Chris Miller’s ‘Chip War’ Wins the 2022 FT Business Book of the Year Award
A timely selection, Chris Williams’ ‘Chip War’ from Simon & Schuster wins the £30,000 FT Book of the Year Award in London.
The 18th edition of the UK-based Business Book of the Year Award from the Financial Times tonight (May 5) has announced Chris Miller its winner for his Chip War: The Fight for the World’s Most Critical Technology (Simon & Schuster UK, Simon & Schuster/Scriber USA).
Miller teaches international history at Tufts University’s Fletcher School and the Jeane Kilpatrick visiting fellow at the American Enterprise Institute as well as the Eurasia Research Director of the Foreign Policy Research Institute.

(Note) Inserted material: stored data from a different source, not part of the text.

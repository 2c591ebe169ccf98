//! SQLite-backed state store.
//!
//! Provides persistent storage for:
//! - The key-value records shared with the extension (timer state, history,
//!   current queue, last forced pull-back)
//! - Named one-shot alarms, so a pending phase end survives restarts

use std::path::Path;

use rusqlite::{params, Connection, OptionalExtension};
use tokio::sync::broadcast;

use super::{data_dir, StateStore, StoreChange, WATCH_CAPACITY};
use crate::error::StoreError;
use crate::timer::{Alarm, AlarmSlot};

/// SQLite database holding the state store and the alarm table.
///
/// Change notifications only cover writes made through this handle; other
/// processes sharing the file are not observed.
pub struct Database {
    conn: Connection,
    changes: broadcast::Sender<StoreChange>,
}

impl std::fmt::Debug for Database {
    fn fmt(&self, f: &mut std::fmt::Formatter<'_>) -> std::fmt::Result {
        f.debug_struct("Database").finish_non_exhaustive()
    }
}

impl Database {
    /// Get a reference to the underlying SQLite connection.
    pub fn conn(&self) -> &Connection {
        &self.conn
    }

    /// Open the database at `<data dir>/pomoguard.db`.
    ///
    /// Creates the database file and schema if they don't exist.
    ///
    /// # Errors
    /// Returns an error if the data directory is unusable or the database
    /// cannot be opened or migrated.
    pub fn open() -> Result<Self, StoreError> {
        let dir = data_dir().map_err(|e| StoreError::QueryFailed(e.to_string()))?;
        Self::open_at(dir.join("pomoguard.db"))
    }

    /// Open (or create) a database file at an explicit path.
    pub fn open_at(path: impl AsRef<Path>) -> Result<Self, StoreError> {
        let path = path.as_ref();
        let conn = Connection::open(path).map_err(|source| StoreError::OpenFailed {
            path: path.to_path_buf(),
            source,
        })?;
        Self::with_connection(conn)
    }

    /// Open an in-memory database (for tests and throwaway sessions).
    pub fn open_memory() -> Result<Self, StoreError> {
        Self::with_connection(Connection::open_in_memory()?)
    }

    fn with_connection(conn: Connection) -> Result<Self, StoreError> {
        conn.busy_timeout(std::time::Duration::from_secs(2))?;
        let (changes, _) = broadcast::channel(WATCH_CAPACITY);
        let db = Self { conn, changes };
        db.migrate()?;
        Ok(db)
    }

    fn migrate(&self) -> Result<(), rusqlite::Error> {
        self.conn.execute_batch(
            "CREATE TABLE IF NOT EXISTS kv (
                key   TEXT PRIMARY KEY,
                value TEXT NOT NULL
            );

            CREATE TABLE IF NOT EXISTS alarms (
                name    TEXT PRIMARY KEY,
                fire_at INTEGER NOT NULL
            );

            CREATE INDEX IF NOT EXISTS idx_alarms_fire_at ON alarms(fire_at);",
        )?;
        Ok(())
    }

    /// Get a value from the kv store.
    pub fn kv_get(&self, key: &str) -> Result<Option<String>, rusqlite::Error> {
        self.conn
            .query_row("SELECT value FROM kv WHERE key = ?1", params![key], |row| {
                row.get::<_, String>(0)
            })
            .optional()
    }

    /// Set a value in the kv store.
    pub fn kv_set(&self, key: &str, value: &str) -> Result<(), rusqlite::Error> {
        self.conn.execute(
            "INSERT OR REPLACE INTO kv (key, value) VALUES (?1, ?2)",
            params![key, value],
        )?;
        Ok(())
    }

    /// Delete a kv entry. Returns whether a row was removed.
    pub fn kv_delete(&self, key: &str) -> Result<bool, rusqlite::Error> {
        let n = self
            .conn
            .execute("DELETE FROM kv WHERE key = ?1", params![key])?;
        Ok(n > 0)
    }

    fn notify(&self, key: &str) {
        let _ = self.changes.send(StoreChange {
            key: key.to_string(),
        });
    }
}

impl StateStore for Database {
    fn get_raw(&self, key: &str) -> Result<Option<String>, StoreError> {
        Ok(self.kv_get(key)?)
    }

    fn set_raw(&self, key: &str, value: &str) -> Result<(), StoreError> {
        self.kv_set(key, value)?;
        self.notify(key);
        Ok(())
    }

    fn remove(&self, key: &str) -> Result<(), StoreError> {
        if self.kv_delete(key)? {
            self.notify(key);
        }
        Ok(())
    }

    fn watch(&self) -> broadcast::Receiver<StoreChange> {
        self.changes.subscribe()
    }
}

impl AlarmSlot for Database {
    fn create(&self, alarm: Alarm) -> Result<(), StoreError> {
        self.conn.execute(
            "INSERT OR REPLACE INTO alarms (name, fire_at) VALUES (?1, ?2)",
            params![alarm.name, alarm.when],
        )?;
        Ok(())
    }

    fn clear(&self, name: &str) -> Result<bool, StoreError> {
        let n = self
            .conn
            .execute("DELETE FROM alarms WHERE name = ?1", params![name])?;
        Ok(n > 0)
    }

    fn get(&self, name: &str) -> Result<Option<Alarm>, StoreError> {
        let alarm = self
            .conn
            .query_row(
                "SELECT name, fire_at FROM alarms WHERE name = ?1",
                params![name],
                |row| {
                    Ok(Alarm {
                        name: row.get(0)?,
                        when: row.get(1)?,
                    })
                },
            )
            .optional()?;
        Ok(alarm)
    }

    fn all(&self) -> Result<Vec<Alarm>, StoreError> {
        let mut stmt = self
            .conn
            .prepare("SELECT name, fire_at FROM alarms ORDER BY fire_at")?;
        let rows = stmt.query_map([], |row| {
            Ok(Alarm {
                name: row.get(0)?,
                when: row.get(1)?,
            })
        })?;
        let mut alarms = Vec::new();
        for row in rows {
            alarms.push(row?);
        }
        Ok(alarms)
    }
}

#[cfg(test)]
mod tests {
    use super::*;
    use crate::timer::PHASE_ALARM;

    #[test]
    fn kv_store() {
        let db = Database::open_memory().unwrap();
        assert!(db.kv_get("test").unwrap().is_none());
        db.kv_set("test", "hello").unwrap();
        assert_eq!(db.kv_get("test").unwrap().unwrap(), "hello");
        assert!(db.kv_delete("test").unwrap());
        assert!(!db.kv_delete("test").unwrap());
    }

    #[test]
    fn alarm_create_replaces_same_name() {
        let db = Database::open_memory().unwrap();
        db.create(Alarm {
            name: PHASE_ALARM.into(),
            when: 10,
        })
        .unwrap();
        db.create(Alarm {
            name: PHASE_ALARM.into(),
            when: 20,
        })
        .unwrap();
        let all = db.all().unwrap();
        assert_eq!(all.len(), 1);
        assert_eq!(all[0].when, 20);
        assert!(db.clear(PHASE_ALARM).unwrap());
        assert!(db.get(PHASE_ALARM).unwrap().is_none());
    }

    #[test]
    fn state_survives_reopen() {
        let dir = tempfile::tempdir().unwrap();
        let path = dir.path().join("state.db");
        {
            let db = Database::open_at(&path).unwrap();
            db.set_raw("pomodoroState", r#"{"phase":"focus"}"#).unwrap();
            db.create(Alarm {
                name: PHASE_ALARM.into(),
                when: 1_500_000,
            })
            .unwrap();
        }
        let db = Database::open_at(&path).unwrap();
        assert_eq!(
            db.get_raw("pomodoroState").unwrap().as_deref(),
            Some(r#"{"phase":"focus"}"#)
        );
        assert_eq!(db.get(PHASE_ALARM).unwrap().map(|a| a.when), Some(1_500_000));
    }

    #[test]
    fn watch_reports_writes_and_removals() {
        let db = Database::open_memory().unwrap();
        let mut rx = db.watch();
        db.set_raw("a", "1").unwrap();
        db.remove("a").unwrap();
        db.remove("a").unwrap();
        assert_eq!(rx.try_recv().unwrap().key, "a");
        assert_eq!(rx.try_recv().unwrap().key, "a");
        assert!(rx.try_recv().is_err());
    }
}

The timing of his win with this particular book—he has published four books—certainly suggests a news cycle that might boost sales. Joe Biden and Gina Raimondo, the American commerce secretary, on Tuesday (December 6) are to attend a tool-in ceremony for the new plant in Arizona built by Taiwan Semiconductor Manufacturing Company, TSMC, as the White House presses its case to advance chip production in the States.
Miller’s book is described as explicating “the long supply chains that make up the complex and increasingly fragile network that builds and assembles semiconductors, and examines the implications of our global dependency on a few vast manufacturers.”
Carrying a purse of £30,000 (US$36,584) for its winner, the program also hands each of the remaining five shortlistees £10,000 (US$12,194).
As we mentioned in our reportage on the program’s shortlist in September, the selection of a winner in this competition is meant to honor “a book which provides the most compelling and enjoyable insight into modern business issues.”
The award program was hosted tonight by the Financial Times editor Roula Khalaf at the Victoria & Albert Museum in London with the Baroness Shafik giving a keynote address.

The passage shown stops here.